Gambino, Genovese, Lucchese, Colombo, Bonanno. Cinque famiglie italiane. Cinque famiglie mafiose. Cinque famiglie detenevano il potere nella New York degli anni ’70 e ’80. Una rete indistruttibile, talmente ben strutturata da non riuscire a venirne a capo, si perché ben che vada l’FBI riusciva ad arrestare solo qualche soldato della famiglia, ma mai chi ne era il vertice. Paura, violenza, ricatto, droga, riciclaggio, investimenti e coordinazione, questi erano gli assi nella manica della mafia e questi i singoli fili di una tela impenetrabile che congiungeva chiunque fosse coinvolto nel giro.
New York, il simbolo del sogno americano, veniva definita la città della paura perché la mafia non aveva bisogno di conquistarla piuttosto era la stessa Grande Mela ad essersi prostrata ai piedi dei mafiosi, proprio come nelle processioni di paese le statue dei santi vengono prostrate davanti alle case dei boss. Milioni di abitanti tenuti in pugno da soli dieci palmi di mano, la cui forza era paragonabile a quella dei più grandi eroi dell’antica Grecia. “Fear City”, docu-serie Netflix disponibile dal 22 luglio 2020, ripercorre le tre tappe fondamentali che hanno portato l’FBI, gli avvocati e il Procuratore Rudolph Giuliani alla spasmodica ricerca di un nodo troppo debole da poter essere tenuto ancora legato.

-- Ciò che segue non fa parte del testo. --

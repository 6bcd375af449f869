//! XLSX shared strings parsing.

use crate::error::{Error, Result};

/// Shared strings table.
#[derive(Debug, Clone, Default)]
pub struct SharedStrings {
    strings: Vec<String>,
}

impl SharedStrings {
    /// Parse shared strings from XML content.
    ///
    /// Rich-text runs are concatenated; phonetic runs (`<rPh>`) are skipped.
    pub fn parse(xml: &str) -> Result<Self> {
        let mut strings = Vec::new();
        let mut reader = quick_xml::Reader::from_str(xml);
        reader.config_mut().trim_text(false);

        let mut buf = Vec::new();
        let mut in_si = false;
        let mut in_t = false;
        let mut in_phonetic = false;
        let mut current_text = String::new();

        loop {
            match reader.read_event_into(&mut buf) {
                Ok(quick_xml::events::Event::Start(e)) => match e.name().as_ref() {
                    b"si" => {
                        in_si = true;
                        current_text.clear();
                    }
                    b"rPh" => in_phonetic = true,
                    b"t" if in_si && !in_phonetic => in_t = true,
                    _ => {}
                },
                Ok(quick_xml::events::Event::Empty(e)) => {
                    // <si/> and <si><t/></si> are valid empty strings
                    if e.name().as_ref() == b"si" {
                        strings.push(String::new());
                    }
                }
                Ok(quick_xml::events::Event::Text(e)) => {
                    if in_t {
                        let text = e.unescape().unwrap_or_default();
                        current_text.push_str(&text);
                    }
                }
                Ok(quick_xml::events::Event::End(e)) => match e.name().as_ref() {
                    b"si" => {
                        strings.push(std::mem::take(&mut current_text));
                        in_si = false;
                    }
                    b"rPh" => in_phonetic = false,
                    b"t" => in_t = false,
                    _ => {}
                },
                Ok(quick_xml::events::Event::Eof) => break,
                Err(e) => return Err(Error::XmlParse(e.to_string())),
                _ => {}
            }
            buf.clear();
        }

        Ok(Self { strings })
    }

    /// Get a string by index.
    pub fn get(&self, index: usize) -> Option<&str> {
        self.strings.get(index).map(|s| s.as_str())
    }

    pub fn len(&self) -> usize {
        self.strings.len()
    }
}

Scalare la vetta di una piramide così ben articolata non era affatto semplice perché spiegare come la mafia riuscisse a sfuggire alla legge era come spiegare ad un bambino le logiche di un sudoku: pressocché impossibile. “Fear City” è una sorta di ammissione di colpa da parte di quelle istituzioni che nulla potevano contro la mafia, nulla potevano contro ciò che non si conosceva e che aveva il vantaggio di avere una formazione stabile rispetto alle mille supposizione che gli agenti ponevano sulla bilancia. Scovare un soldato non equivaleva a raggiungere il boss, ma per arrivare alla cima era necessario partire dal basso con qualunque mezzo.
“Eravamo intoccabili, nessuno poteva fermarci, potevamo fare tutto quello che volevamo”, così afferma uno dei testimoni ed ex partecipanti al clan mafioso. Non è necessario parlare al plurale è sufficiente parlare di più parti che costituivano un unico organo solido a cui soccombere in virtù della fedeltà, dell’onore e dei patti di sangue: la Commissione. “Fear City” è una panoramica continua, un viaggio tra passato e presente, tra registrazioni telefoniche e strategie, tra immagini, filmati di archivio e testimonianze recenti di vittime, carnefici e uomini di legge. Ognuno di loro presenta i fatti da un punto di vista diverso, ognuno dà la propria versione dei fatti e fa emergere dettagli che forniscono una visione di insieme allo spettatore, ma, se un assioma non ha bisogno di essere dimostrato per essere definito vero, la mafia era l’assioma stesso: New York era una trappola per topi, ovunque si guardasse la mafia c’era e ogni sua parte era una fonte di petrolio a cielo aperto, che lo volesse o meno.